## [Activity]
Please return the lines of the data below, word for word, from the first line through the line containing "dependency) and keeps".

## [Information provided]
---*---
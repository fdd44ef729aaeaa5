// SPDX-FileCopyrightText: Copyright © 2020-2026 the project authors
//
// SPDX-License-Identifier: MPL-2.0

//! Project-wide policy flags. Each one changes a piece of class-resolution or elaboration
//! behaviour; all default to whatever a project declaring no `bobMinimumVersion` would have
//! gotten historically, so an old project that never touches `config.yaml` keeps old semantics.

use serde::Deserialize;

/// Toggles gated by `bobMinimumVersion`/`layerMinimumVersion` in `config.yaml`.
#[derive(Debug, Clone, Deserialize)]
#[serde(default, rename_all = "camelCase")]
pub struct Policies {
    /// Keep per-class environment dicts as an ordered layer list, applied parent-to-child at
    /// elaboration time, instead of flattening them into one child-overrides-parent dict during
    /// class resolution.
    pub merge_environment: bool,
    /// Force `relocatable = true` regardless of whether the recipe provides tools.
    pub all_relocatable: bool,
    /// When a dependency is declared more than once under different override environments but
    /// the same recipe name: `true` errors, `false` warns once per (caller, dependency) and keeps
    /// the first occurrence.
    pub unique_dependency: bool,
    /// Require every recipe with a non-trivial sandbox to be deterministic.
    pub sandbox_invariant: bool,
    /// Disallow any upstream fetch; checkouts must resolve entirely from local caches.
    pub offline_build: bool,
    /// Resolve `$<'path'>`/`$<<path>>` includes relative to the including recipe's directory
    /// rather than the project root.
    pub relative_includes: bool,
}

impl Default for Policies {
    fn default() -> Self {
        Self {
            merge_environment: false,
            all_relocatable: false,
            unique_dependency: true,
            sandbox_invariant: false,
            offline_build: false,
            relative_includes: false,
        }
    }
}

#[cfg(test)]
mod test {
    use super::*;

    #[test]
    fn defaults_match_legacy_semantics() {
        let policies = Policies::default();
        assert!(!policies.merge_environment);
        assert!(!policies.all_relocatable);
        assert!(policies.unique_dependency);
    }

    #[test]
    fn parses_from_yaml_with_partial_overrides() {
        let policies: Policies = serde_yaml::from_str("allRelocatable: true\n").unwrap();
        assert!(policies.all_relocatable);
        assert!(!policies.merge_environment);
    }
}
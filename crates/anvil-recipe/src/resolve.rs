// SPDX-FileCopyrightText: Copyright © 2020-2026 the project authors
//
// SPDX-License-Identifier: MPL-2.0

//! Class-inheritance resolution: turns a recipe's own [`ClassFragment`] plus the class map it
//! `inherit`s from into one fully-populated [`Recipe`].

use std::collections::HashSet;

use indexmap::{IndexMap, IndexSet};
use thiserror::Error;

use crate::{
    policy::Policies,
    recipe::Recipe,
    schema::{ClassFragment, StepKind, STEP_KINDS},
};

#[derive(Debug, Error)]
pub enum ResolveError {
    #[error("recipe '{recipe}' inherits unknown class '{class}'")]
    UnknownClass { recipe: String, class: String },
    #[error("recipe '{recipe}' has a class-inheritance cycle through '{class}'")]
    ClassCycle { recipe: String, class: String },
    #[error("recipe '{recipe}': provides.deps pattern '{pattern}' matches no dependency")]
    UnmatchedProvideDepsPattern { recipe: String, pattern: String },
}

/// Compute the depth-first, post-order, visit-once-skip-self traversal of `fragment`'s
/// transitive `inherit` list against `classes`, then fold the resulting chain (parents before
/// the recipe's own fragment, which is always last) into a [`Recipe`].
pub fn resolve_classes(
    name: &str,
    base_name: &str,
    fragment: &ClassFragment,
    classes: &IndexMap<String, ClassFragment>,
    policies: &Policies,
) -> Result<Recipe, ResolveError> {
    let mut visited = HashSet::new();
    let mut order = Vec::new();
    for class_name in &fragment.inherit {
        visit_class(name, class_name, classes, &mut visited, &mut order, &mut HashSet::new())?;
    }

    let mut chain: Vec<&ClassFragment> = order.iter().map(|n| &classes[n]).collect();
    chain.push(fragment);

    let mut recipe = Recipe {
        name: name.to_string(),
        base_name: base_name.to_string(),
        classes_applied: order,
        depends: Vec::new(),
        env_filter: Default::default(),
        tools_filter: Default::default(),
        sandbox_filter: Default::default(),
        private_environment: Vec::new(),
        self_environment: Vec::new(),
        meta_environment: IndexMap::new(),
        vars: Default::default(),
        vars_weak: Default::default(),
        tools: Default::default(),
        provided_env: IndexMap::new(),
        provided_tools: IndexMap::new(),
        provide_deps: Vec::new(),
        provided_sandbox: None,
        scripts: Default::default(),
        digest_scripts: Default::default(),
        checkout_scm: Vec::new(),
        checkout_asserts: Vec::new(),
        checkout_deterministic: false,
        root: None.unwrap_or(false),
        shared: false,
        relocatable: false,
        build_net_access: false,
        package_net_access: false,
        fingerprint_scripts: Vec::new(),
        plugin_properties: IndexMap::new(),
    };

    let mut root_opt = None;
    let mut shared_opt = None;
    let mut relocatable_opt = None;
    let mut build_net_opt = None;
    let mut package_net_opt = None;

    for f in &chain {
        // Lists: deps and fingerprint scripts prepend (the most-derived fragment's additions run
        // first); checkout sources and asserts append (parent's run first).
        recipe.depends = f.depends.iter().cloned().chain(recipe.depends).collect();
        recipe.fingerprint_scripts = f.fingerprint.iter().cloned().chain(recipe.fingerprint_scripts).collect();
        recipe.checkout_scm.extend(f.checkout_scm.iter().cloned());
        recipe.checkout_asserts.extend(f.checkout_asserts.iter().cloned());

        recipe.env_filter.extend(&f.env_filter);
        recipe.tools_filter.extend(&f.tools_filter);
        recipe.sandbox_filter.extend(&f.sandbox_filter);

        if policies.merge_environment {
            if !f.private_environment.is_empty() {
                recipe.private_environment.push(f.private_environment.clone());
            }
            if !f.self_environment.is_empty() {
                recipe.self_environment.push(f.self_environment.clone());
            }
        } else {
            merge_single_layer(&mut recipe.private_environment, &f.private_environment);
            merge_single_layer(&mut recipe.self_environment, &f.self_environment);
        }
        for (k, v) in &f.meta_environment {
            recipe.meta_environment.insert(k.clone(), v.clone());
        }

        for kind in STEP_KINDS {
            recipe.vars.get_mut(kind).extend(f.vars(kind).iter().cloned());
            recipe.vars_weak.get_mut(kind).extend(f.weak_vars(kind).iter().cloned());
            recipe.tools.get_mut(kind).extend(f.tools(kind).iter().cloned());

            if let Some(script) = f.script(kind) {
                concat_script(recipe.scripts.get_mut(kind), script);
                concat_script(recipe.digest_scripts.get_mut(kind), script);
            }
        }

        for (k, v) in &f.provides.environment {
            recipe.provided_env.insert(k.clone(), v.clone());
        }
        for (k, v) in &f.provides.tools {
            recipe.provided_tools.insert(k.clone(), v.clone());
        }
        for pattern in &f.provides.deps {
            if !recipe.provide_deps.contains(pattern) {
                recipe.provide_deps.push(pattern.clone());
            }
        }
        if let Some(sandbox) = &f.provides.sandbox {
            recipe.provided_sandbox = Some(sandbox.clone());
        }

        if let Some(v) = f.root {
            root_opt = Some(v);
        }
        if let Some(v) = f.shared {
            shared_opt = Some(v);
        }
        if let Some(v) = f.relocatable {
            relocatable_opt = Some(v);
        }
        if let Some(v) = f.build_net_access {
            build_net_opt = Some(v);
        }
        if let Some(v) = f.package_net_access {
            package_net_opt = Some(v);
        }
        if let Some(v) = f.checkout_deterministic {
            recipe.checkout_deterministic = v;
        }
    }

    // weak-for-step inherits weak-for-earlier-step
    let checkout_weak = recipe.vars_weak.checkout.clone();
    recipe.vars_weak.build.extend(checkout_weak);
    let build_weak = recipe.vars_weak.build.clone();
    recipe.vars_weak.package.extend(build_weak);

    recipe.root = root_opt.unwrap_or(false);
    recipe.shared = shared_opt.unwrap_or(false);
    recipe.build_net_access = build_net_opt.unwrap_or(false);
    recipe.package_net_access = package_net_opt.unwrap_or(false);

    let legacy_relocatable_default = recipe.provided_tools.is_empty();
    recipe.relocatable = if policies.all_relocatable {
        true
    } else {
        relocatable_opt.unwrap_or(legacy_relocatable_default)
    };

    // package step is always valid: default to the empty script (and thus the SHA1-of-empty
    // digest, since digest_scripts defaults identically).
    if recipe.scripts.package.is_none() {
        recipe.scripts.package = Some(String::new());
        recipe.digest_scripts.package = Some(String::new());
    }

    let depends_names: HashSet<&str> = recipe.depends.iter().map(|d| d.recipe.as_str()).collect();
    let mut resolved_deps = Vec::new();
    for pattern in &recipe.provide_deps {
        let matcher = globset::Glob::new(pattern)
            .ok()
            .map(|g| g.compile_matcher());
        let mut matched_any = false;
        if let Some(matcher) = matcher {
            for dep_name in &depends_names {
                if matcher.is_match(dep_name) {
                    matched_any = true;
                    resolved_deps.push((*dep_name).to_string());
                }
            }
        }
        if !matched_any {
            return Err(ResolveError::UnmatchedProvideDepsPattern {
                recipe: name.to_string(),
                pattern: pattern.clone(),
            });
        }
    }
    recipe.provide_deps = resolved_deps;

    Ok(recipe)
}

fn merge_single_layer(layers: &mut Vec<IndexMap<String, String>>, new: &IndexMap<String, String>) {
    if layers.is_empty() {
        layers.push(IndexMap::new());
    }
    let base = &mut layers[0];
    for (k, v) in new {
        base.insert(k.clone(), v.clone());
    }
}

fn concat_script(slot: &mut Option<String>, addition: &str) {
    *slot = Some(match slot.take() {
        Some(existing) if !existing.is_empty() => format!("{existing}\n{addition}"),
        _ => addition.to_string(),
    });
}

fn visit_class(
    recipe_name: &str,
    class_name: &str,
    classes: &IndexMap<String, ClassFragment>,
    visited: &mut HashSet<String>,
    order: &mut Vec<String>,
    stack: &mut HashSet<String>,
) -> Result<(), ResolveError> {
    if class_name == recipe_name || visited.contains(class_name) {
        return Ok(());
    }
    if !stack.insert(class_name.to_string()) {
        return Err(ResolveError::ClassCycle {
            recipe: recipe_name.to_string(),
            class: class_name.to_string(),
        });
    }
    let class = classes.get(class_name).ok_or_else(|| ResolveError::UnknownClass {
        recipe: recipe_name.to_string(),
        class: class_name.to_string(),
    })?;
    for parent in &class.inherit {
        visit_class(recipe_name, parent, classes, visited, order, stack)?;
    }
    stack.remove(class_name);
    if visited.insert(class_name.to_string()) {
        order.push(class_name.to_string());
    }
    Ok(())
}

#[cfg(test)]
mod test {
    use super::*;

    fn fragment(yaml: &str) -> ClassFragment {
        ClassFragment::from_yaml(yaml.as_bytes()).unwrap()
    }

    #[test]
    fn empty_recipe_gets_default_package_step() {
        let recipe = resolve_classes("demo", "demo", &fragment("{}"), &IndexMap::new(), &Policies::default()).unwrap();
        assert_eq!(recipe.script(StepKind::Package), Some(""));
        assert!(recipe.relocatable);
    }

    #[test]
    fn class_fields_merge_parent_first() {
        let mut classes = IndexMap::new();
        classes.insert(
            "base".to_string(),
            fragment("buildScript: |\n  echo base\n"),
        );
        let child = fragment("inherit: [base]\nbuildScript: |\n  echo child\n");
        let recipe = resolve_classes("demo", "demo", &child, &classes, &Policies::default()).unwrap();
        assert_eq!(recipe.script(StepKind::Build), Some("echo base\n\necho child\n"));
        assert_eq!(recipe.classes_applied, vec!["base".to_string()]);
    }

    #[test]
    fn unknown_class_is_an_error() {
        let child = fragment("inherit: [missing]\n");
        let err = resolve_classes("demo", "demo", &child, &IndexMap::new(), &Policies::default()).unwrap_err();
        assert!(matches!(err, ResolveError::UnknownClass { .. }));
    }

    #[test]
    fn each_class_visited_once() {
        let mut classes = IndexMap::new();
        classes.insert("common".to_string(), fragment("buildScript: |\n  echo common\n"));
        classes.insert("a".to_string(), fragment("inherit: [common]\n"));
        classes.insert("b".to_string(), fragment("inherit: [common]\n"));
        let child = fragment("inherit: [a, b]\n");
        let recipe = resolve_classes("demo", "demo", &child, &classes, &Policies::default()).unwrap();
        assert_eq!(recipe.script(StepKind::Build), Some("echo common\n"));
        assert_eq!(recipe.classes_applied, vec!["common".to_string(), "a".to_string(), "b".to_string()]);
    }

    #[test]
    fn relocatable_defaults_false_when_recipe_provides_tools() {
        let child = fragment("provides:\n  tools:\n    cc:\n      path: /usr/bin/cc\n");
        let recipe = resolve_classes("demo", "demo", &child, &IndexMap::new(), &Policies::default()).unwrap();
        assert!(!recipe.relocatable);
    }

    #[test]
    fn all_relocatable_policy_forces_true() {
        let child = fragment("provides:\n  tools:\n    cc:\n      path: /usr/bin/cc\n");
        let policies = Policies {
            all_relocatable: true,
            ..Policies::default()
        };
        let recipe = resolve_classes("demo", "demo", &child, &IndexMap::new(), &policies).unwrap();
        assert!(recipe.relocatable);
    }

    #[test]
    fn provide_deps_resolves_glob_against_own_depends() {
        let child = fragment(
            "depends:\n  - name: libfoo\n  - name: libbar\nprovides:\n  deps: [\"lib*\"]\n",
        );
        let recipe = resolve_classes("demo", "demo", &child, &IndexMap::new(), &Policies::default()).unwrap();
        assert_eq!(recipe.provide_deps, vec!["libfoo".to_string(), "libbar".to_string()]);
    }

    #[test]
    fn provide_deps_unmatched_pattern_is_an_error() {
        let child = fragment("provides:\n  deps: [\"nothing*\"]\n");
        let err = resolve_classes("demo", "demo", &child, &IndexMap::new(), &Policies::default()).unwrap_err();
        assert!(matches!(err, ResolveError::UnmatchedProvideDepsPattern { .. }));
    }
}
impl<'a> FileLoader for TreeLoader<'a> {
    fn glob(&self, pattern: &str) -> std::io::Result<Vec<String>> {
        let matcher = globset::Glob::new(pattern)
            .map_err(|e| std::io::Error::new(std::io::ErrorKind::InvalidInput, e.to_string()))?
            .compile_matcher();
        let candidates = self.tree.list_all(&self.base)?;
        Ok(candidates.into_iter().filter(|p| matcher.is_match(p)).collect())
    }

    fn read(&self, path: &str) -> std::io::Result<Vec<u8>> {
        self.tree.read(&self.resolve(path))
    }

    /// Write the included file's (already resolved, possibly multi-match concatenated) content out
    /// to a content-addressed path under the system temp directory so a `$<<path>>` expansion has a
    /// real filesystem path to reference.
    fn materialize(&self, content: &[u8]) -> std::io::Result<String> {
        let digest = anvil_digest::Digest::Short(anvil_digest::sha1_bytes(content));
        let tmp = std::env::temp_dir().join(format!("anvil-include-{}", digest.to_hex()));
        fs_err::write(&tmp, content)?;
        Ok(tmp.to_string_lossy().into_owned())
    }
}

/// Expand `$<'path'>`/`$<<path>>` forms in each of `recipe`'s scripts, folding the content of
/// every included file into the matching `digestScript` so a step's Variant-Id changes whenever an
/// included file's content does (§4.3). `scripts` themselves are rewritten in place with the
/// expanded text so the runnable form never carries a raw include directive through to execution.
fn process_includes(tree: &dyn SourceTree, policies: &Policies, recipe: &mut Recipe) -> Result<(), RecipeSetError> {
    let base = if policies.relative_includes {
        recipe.base_name.rsplit_once("::").map(|(dir, _)| dir.replace("::", "/")).unwrap_or_default()
    } else {
        String::new()
    };
    let loader = TreeLoader { tree, base: format!("recipes/{base}").trim_end_matches('/').to_string() };

    for kind in STEP_KINDS {
        let Some(script) = recipe.scripts.get(kind).clone() else { continue };
        let mut helper = IncludeHelper::new(&loader);
        let expanded = helper.process(&script).map_err(|source| RecipeSetError::Include {
            recipe: recipe.name.clone(),
            source,
        })?;

        let mut digest_text = expanded.clone();
        if helper.included_paths().next().is_some() {
            let mut hasher = DigestHasher::new();
            helper.fingerprint_into(&mut hasher);
            digest_text.push_str("\n# anvil-include: ");
            digest_text.push_str(&hasher.finish().to_hex());
        }

        *recipe.scripts.get_mut(kind) = Some(expanded);
        if recipe.digest_scripts.get(kind).is_some() {
            *recipe.digest_scripts.get_mut(kind) = Some(digest_text);
        }
    }
    Ok(())
}

fn strip_yaml(path: &str) -> String {
    path.strip_suffix(".yaml").unwrap_or(path).replace('/', "::")
}

/// Expand a `multiPackage` document into its sibling recipes, registering the synthesised
/// anonymous base class in `classes` and appending `(name, base_name, fragment)` triples (each
/// already `inherit`ing the anonymous class) to `pending`. A document with no `multiPackage`
/// block is a single recipe passed through unchanged.
fn expand_into(
    base_name: &str,
    doc: ClassFragment,
    classes: &mut IndexMap<String, ClassFragment>,
    pending: &mut Vec<(String, String, ClassFragment)>,
) {
    if doc.multi_package.is_empty() {
        pending.push((base_name.to_string(), base_name.to_string(), doc));
        return;
    }
    let anon_name = format!("{base_name}::__multiPackage__");
    let subs: Vec<KeyValue<ClassFragment>> = doc.multi_package.clone();
    let mut anon = doc;
    anon.multi_package.clear();
    classes.insert(anon_name.clone(), anon);

    for KeyValue { key, mut value } in subs {
        value.inherit.insert(0, anon_name.clone());
        let name = format!("{base_name}::{key}");
        pending.push((name, base_name.to_string(), value));
    }
}

fn validate_recipe_name(name: &str) -> Result<(), RecipeSetError> {
    if name.is_empty() {
        return Ok(());
    }
    for component in name.split("::") {
        if component.is_empty() || !component.chars().all(|c| c.is_ascii_alphanumeric() || "_.+-".contains(c)) {
            return Err(RecipeSetError::InvalidRecipeName {
                name: name.to_string(),
                component: component.to_string(),
            });
        }
    }
    Ok(())
}

fn is_valid_var_name(name: &str) -> bool {
    let mut chars = name.chars();
    let first_ok = matches!(chars.next(), Some(c) if c.is_ascii_alphabetic() || c == '_');
    first_ok && chars.all(|c| c.is_ascii_alphanumeric() || c == '_') && !name.starts_with("BOB_")
}

fn validate_vars(recipe: &Recipe) -> Result<(), RecipeSetError> {
    let names = recipe
        .provided_env
        .keys()
        .chain(recipe.meta_environment.keys())
        .chain(recipe.self_environment.iter().flat_map(|m| m.keys()))
        .chain(recipe.private_environment.iter().flat_map(|m| m.keys()));
    for name in names {
        if !is_valid_var_name(name) {
            return Err(RecipeSetError::InvalidVarName {
                recipe: recipe.name.clone(),
                name: name.clone(),
            });
        }
    }
    Ok(())
}

fn validate_scm(recipe: &Recipe) -> Result<(), RecipeSetError> {
    let mut seen: Vec<&str> = Vec::new();
    for scm in &recipe.checkout_scm {
        if scm.directory.starts_with('/') {
            return Err(RecipeSetError::AbsoluteScmPath {
                recipe: recipe.name.clone(),
                path: scm.directory.clone(),
            });
        }
        for other in &seen {
            if overlaps(&scm.directory, other) {
                return Err(RecipeSetError::ScmOverlap {
                    recipe: recipe.name.clone(),
                    a: scm.directory.clone(),
                    b: (*other).to_string(),
                });
            }
        }
        seen.push(&scm.directory);
    }
    Ok(())
}

/// Two relative paths "overlap" if one is equal to, or a path-component-wise prefix of, the
/// other (e.g. `"src"` and `"src/vendor"` overlap; `"src"` and `"srcdoc"` do not).
fn overlaps(a: &str, b: &str) -> bool {
    let a_parts: Vec<&str> = a.split('/').filter(|s| !s.is_empty()).collect();
    let b_parts: Vec<&str> = b.split('/').filter(|s| !s.is_empty()).collect();
    let n = a_parts.len().min(b_parts.len());
    a_parts[..n] == b_parts[..n]
}
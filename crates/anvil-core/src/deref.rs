// SPDX-FileCopyrightText: Copyright © 2020-2026 the project authors
//
// SPDX-License-Identifier: MPL-2.0

//! Lazy dereference of a [`CoreRef`] into the user-facing [`Package`]/[`Step`]/[`Tool`]/[`Sandbox`]
//! view (§4.5's `refDeref`).
//!
//! The core graph built by [`crate::elaborate::Elaborator`] is shared between every call-site that
//! reaches a given step, but two call-sites can disagree about which tools/sandbox are in effect
//! there because of `use: [tools], forward: true` edits applied along the path each one took to
//! get there. Rather than re-running elaboration per call-site, each [`CoreRef`] only records the
//! *delta* (`diff_tools`/`diff_sandbox`) from whatever its caller already had; this module composes
//! that delta against a caller-supplied base and materialises the result on demand.

use indexmap::IndexMap;

use crate::{
    arena::{PackageId, StepId},
    core_ref::{CoreRef, CoreTarget, DiffSandbox},
    elaborate::Elaborator,
    package::Package,
    sandbox::Sandbox,
    step::Step,
    tool::Tool,
    toolset::ToolSet,
};

/// Dereference `core_ref` (which must target a package step) into a [`Package`], composing its
/// `diff_tools`/`diff_sandbox` against `input_tools`/`input_sandbox` — the effective view the
/// *caller* already had before following this ref.
///
/// A package's own elaborated tool/sandbox table (already fully accumulated during `prepare`)
/// always wins over whatever the caller would otherwise have contributed under the same name,
/// since a package can only ever see the tools/sandbox its own `depends`/`provides` resolved to.
pub fn deref_package(core_ref: &CoreRef, elaborator: &Elaborator, input_tools: &ToolSet, input_sandbox: Option<&CoreRef>) -> Package {
    let step_id = core_ref.step_id().expect("deref_package called on a non-step CoreRef");
    let step = elaborator.steps().get(step_id.0);
    let package = elaborator.packages().get(step.package.0);

    let mut tools = compose_tools(input_tools, &core_ref.diff_tools);
    for (name, core_tool) in &package.tools {
        tools.insert(name.clone(), Tool::from(core_tool));
    }

    let composed_sandbox = compose_sandbox(input_sandbox, &core_ref.diff_sandbox);
    let sandbox = package.sandbox.as_ref().map(Sandbox::from).or(composed_sandbox);

    Package {
        recipe_name: package.recipe_name.clone(),
        checkout: deref_step(elaborator, package.checkout_step).filter(|s| s.is_valid),
        build: package.build_step.map(|id| deref_step(elaborator, id).expect("build step always present when Some")),
        package: deref_step(elaborator, step_id).expect("package step always constructed"),
        tools,
        sandbox,
    }
}

/// Dereference the package a top-level [`PackageId`] names (e.g. the virtual root returned by
/// [`crate::elaborate::Elaborator::elaborate_root`]), using its own captured overlay and starting
/// from an empty caller context.
pub fn deref_root_package(elaborator: &Elaborator, pkg_id: PackageId) -> Package {
    let package = elaborator.packages().get(pkg_id.0);
    deref_package(&package.internal_ref, elaborator, &ToolSet::new(), None)
}

fn deref_step(elaborator: &Elaborator, step_id: StepId) -> Option<Step> {
    let step = elaborator.steps().get(step_id.0);
    Some(Step {
        kind: step.kind,
        env: step.env.clone(),
        script: step.script.clone(),
        variant_id: step.variant_id,
        is_valid: step.is_valid,
        deterministic: step.deterministic,
    })
}

fn compose_tools(input_tools: &ToolSet, diff_tools: &IndexMap<String, Option<CoreRef>>) -> IndexMap<String, Tool> {
    let mut tools: IndexMap<String, Tool> = input_tools
        .iter()
        .filter_map(|(name, r)| match &r.target {
            CoreTarget::Tool(t) => Some((name.to_string(), Tool::from(t.as_ref()))),
            _ => None,
        })
        .collect();
    for (name, overlay) in diff_tools {
        match overlay {
            Some(core_ref) => match &core_ref.target {
                CoreTarget::Tool(t) => {
                    tools.insert(name.clone(), Tool::from(t.as_ref()));
                }
                _ => {}
            },
            None => {
                tools.shift_remove(name);
            }
        }
    }
    tools
}

fn compose_sandbox(input_sandbox: Option<&CoreRef>, diff_sandbox: &DiffSandbox) -> Option<Sandbox> {
    match diff_sandbox {
        DiffSandbox::Inherit => input_sandbox.and_then(as_sandbox_view),
        DiffSandbox::Clear => None,
        DiffSandbox::Replace(core_ref) => as_sandbox_view(core_ref),
    }
}

fn as_sandbox_view(core_ref: &CoreRef) -> Option<Sandbox> {
    match &core_ref.target {
        CoreTarget::Sandbox(s) => Some(Sandbox::from(s.as_ref())),
        _ => None,
    }
}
---*---
## [Result of this task]
repository fdd44ef729aaeaa5
// SPDX-FileCopyrightText: Copyright © 2020-2026 the project authors
//
// SPDX-License-Identifier: MPL-2.0

//! Project-wide policy flags. Each one changes a piece of class-resolution or elaboration
//! behaviour; all default to whatever a project declaring no `bobMinimumVersion` would have
//! gotten historically, so an old project that never touches `config.yaml` keeps old semantics.

use serde::Deserialize;

/// Toggles gated by `bobMinimumVersion`/`layerMinimumVersion` in `config.yaml`.
#[derive(Debug, Clone, Deserialize)]
#[serde(default, rename_all = "camelCase")]
pub struct Policies {
    /// Keep per-class environment dicts as an ordered layer list, applied parent-to-child at
    /// elaboration time, instead of flattening them into one child-overrides-parent dict during
    /// class resolution.
    pub merge_environment: bool,
    /// Force `relocatable = true` regardless of whether the recipe provides tools.
    pub all_relocatable: bool,
    /// When a dependency is declared more than once under different override environments but
    /// the same recipe name: `true` errors, `false` warns once per (caller, dependency) and keeps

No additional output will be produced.